* Task item *
From the records below, take each line where the string "message" shows up and copy it.

* * * *

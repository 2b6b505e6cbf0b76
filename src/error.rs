use thiserror::Error;

use crate::engine::EvaluationFault;

/// Failure kinds of a single dispatch.
///
/// The `Display` output of each variant is the exact message delivered to
/// clients in the response envelope.
#[derive(Error, Debug, Clone, PartialEq)]
pub enum DispatchError {
    #[error("Requested code cannot be parsed")]
    Parse,

    #[error("Unknown '{0}' as interpreter")]
    UnknownInterpreter(String),

    #[error("{0}")]
    Evaluation(#[from] EvaluationFault),

    #[error("Evaluation timed out after {0}ms")]
    Timeout(u128),

    #[error("Internal error: {0}")]
    Internal(String),
}

pub type DispatchResult<T> = Result<T, DispatchError>;

impl DispatchError {
    pub fn internal<S: Into<String>>(message: S) -> Self {
        DispatchError::Internal(message.into())
    }
}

* * * *

* Your solution *
/// The `Display` output of each variant is the exact message delivered to
    pub fn internal<S: Into<String>>(message: S) -> Self {
        DispatchError::Internal(message.into())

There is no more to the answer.